Sebaceous carcinoma is a rare malignancy, accounting for 1–5.5% of eyelid malignancy (1). The disease-related mortality rate is 6% to 30%. Surgery, in the past, is the standard and most reliable curative treatment (2). In recent days, conservative treatment, which is composed of local tumor excision and adjuvant radiotherapy, has become more accepted. Sometimes, there are conditions that make patients not candidates for surgery, such as old age. In such circumstances, definitive radiotherapy (RT) might be an alternation. For superficial tumor on the eyelid, electron beam RT might be the best choice. However, organ at risk around the eyeball, such as cornea, lens, retina, are vulnerable to ionizing radiation. In this report, we tried to use eye shield to reduce radiation dose to related organ at risk.
An 84-year-old female complained about right eye pain and came to our ophthalmology department with her family. Physical examination found blepharitis and marginal erosion with papilloid tumor on right eye. The tumor was 3.5 cm × 0.6 cm in size, and excision biopsy was done. Pathology revealed sebaceous carcinoma. Head and brain magnetic resonance imaging (MRI) showed local infiltration without evidence of regional lymph node metastasis. Chest X-ray and abdominal ultrasonography excluded distant metastasis disease. After discussed with patient and her family, she was referred to radiation oncology department for definitive RT. She received definitive RT with 54 Gy, 1.8 Gy per fraction, 5 days per week, using tungsten eye shield. The back scatter from eye shield has taken into consideration (Figure 1).
The radiation dose of cornea, lens and retina has been calculated. We measured the dose for eyelid at the posterior point of eyelid. The thickness of eyelid measured from the MRI of the patient, by using the slice on the mid-plain of the eyeball, would be the distance from eyelid surface to eyelid point and cornea before eye shield was used. Also, we measured the distance from surface of eyelid to lens and retina, which was represented by the distance from surface of eyelid to the posterior of eyeball.
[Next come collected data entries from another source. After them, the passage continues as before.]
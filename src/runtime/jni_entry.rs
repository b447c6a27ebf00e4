// 两条 native 方法注册路径的入口：JNIEnv->RegisterNatives 与 jniRegisterNativeMethods
use super::MutexPoisonRecover;
use super::state::{CoreState, GLOBAL};
use crate::bridge::RegisterNativesFn;
use crate::jni_env::JniEnv;
use crate::log;
use crate::natives::{hook_and_save_methods, select_batch};
use crate::plt::OrigSlot;
use crate::specialize::zygote_targets;
use jni_sys::{JNI_ERR, JNIEnv, JNINativeMethod, jclass, jint};
use std::ffi::{CStr, c_char, c_int};
use std::slice;

pub(super) type JniRegisterNativeMethodsFn = unsafe extern "C" fn(
    env: *mut JNIEnv,
    class_name: *const c_char,
    methods: *const JNINativeMethod,
    num_methods: c_int,
) -> c_int;

pub(super) static OLD_JNI_REGISTER_NATIVE_METHODS: OrigSlot<JniRegisterNativeMethodsFn> =
    OrigSlot::new();
// 替换表恢复之后仍需可用
pub(super) static OLD_ENV_REGISTER_NATIVES: OrigSlot<RegisterNativesFn> = OrigSlot::new();

// 保存 JavaVM，捕获整批方法，必要时返回替换后的副本
unsafe fn intercept(
    env: &JniEnv,
    class_name: &str,
    methods: *const JNINativeMethod,
    count: c_int,
) -> Option<Vec<JNINativeMethod>> {
    let mut core = GLOBAL.core.lock_or_poison();
    if !core.installed {
        return None;
    }
    if core.java_vm == 0 {
        if let Some(vm) = env.java_vm() {
            core.java_vm = vm as usize;
        }
    }
    if methods.is_null() || count <= 0 {
        return None;
    }

    let batch = slice::from_raw_parts(methods, count as usize);
    let CoreState {
        capture, replaced, ..
    } = &mut *core;
    let capture = capture.as_mut()?;
    hook_and_save_methods(capture, replaced, zygote_targets(), class_name, batch)
}

pub(super) unsafe extern "system" fn new_env_register_natives(
    env: *mut JNIEnv,
    clazz: jclass,
    methods: *const JNINativeMethod,
    num_methods: jint,
) -> jint {
    let jni = JniEnv::from_raw(env);
    // 解析类名要回调 Java，先把缓存取出再解析
    let mut cache = GLOBAL.core.lock_or_poison().class_name;
    let class_name = jni.and_then(|jni| cache.resolve(&jni, clazz));
    GLOBAL.core.lock_or_poison().class_name = cache;

    let new_methods = match (jni, class_name.as_deref()) {
        (Some(jni), Some(class_name)) => {
            log::debug(format_args!("hook: JNIEnv->RegisterNatives {class_name}"));
            intercept(&jni, class_name, methods, num_methods)
        }
        _ => {
            log::warn(format_args!(
                "hook: JNIEnv->RegisterNatives class unresolved, forwarding untouched"
            ));
            None
        }
    };

    let Some(register) = OLD_ENV_REGISTER_NATIVES.get() else {
        log::error(format_args!("hook: original RegisterNatives missing"));
        return JNI_ERR;
    };
    register(
        env,
        clazz,
        select_batch(methods, new_methods.as_ref()),
        num_methods,
    )
}

pub(super) unsafe extern "C" fn new_jni_register_native_methods(
    env: *mut JNIEnv,
    class_name: *const c_char,
    methods: *const JNINativeMethod,
    num_methods: c_int,
) -> c_int {
    let name = (!class_name.is_null()).then(|| CStr::from_ptr(class_name).to_string_lossy());
    let new_methods = match (JniEnv::from_raw(env), name.as_deref()) {
        (Some(jni), Some(name)) => {
            log::debug(format_args!("hook: jniRegisterNativeMethods {name}"));
            intercept(&jni, name, methods, num_methods)
        }
        _ => None,
    };

    let Some(register) = OLD_JNI_REGISTER_NATIVE_METHODS.get() else {
        log::error(format_args!("hook: original jniRegisterNativeMethods missing"));
        return JNI_ERR;
    };
    register(
        env,
        class_name,
        select_batch(methods, new_methods.as_ref()),
        num_methods,
    )
}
After eye shield use, the distance from surface of eyelid to cornea, lens and retina would increase due to the thickness of eye shield (0.24 cm).
We used water phantom, electron block and ion chamber to monitor the dose in those distances we measured above (Figure 2), and compared the results with the dose constraint according to Radiation Therapy Oncology Group (RTOG) protocol (Table 1). A PTW 31014 Pinpoint chamber with an active volume of 0.015 cm3 was used to measure the absolute dose of small beams. The ion chamber was immersed to PTW MP-3 water phantom for measurement at different depth with or without the eye shield. All irradiations were performed by using an Elekta Precise Linear Accelerator with 6 MeV electrons, under source to skin distance (SSD) 100 cm. A 6 cm × 6 cm cone was set between source and phantom. We initially delivered 2 Gy with eye shield set (252 MU), and measured the dose to eyelid point (0.42 cm). Backscattered would make the dose to eyelid more than 2 Gy. Then we verified the energy to make the eyelid dose matching 2 Gy (205 MU). Under this setting, we measured the dose to cornea, lens and retina, separately with or without eye shield. We set all the measured points to be as treating with eye shield so that the dose would be comparable. We measured the dose to cornea, lens and retina under eye shield by using 205 MU, and 252 MU without eye shield, to make sure that the dose to eyelid was 2 Gy.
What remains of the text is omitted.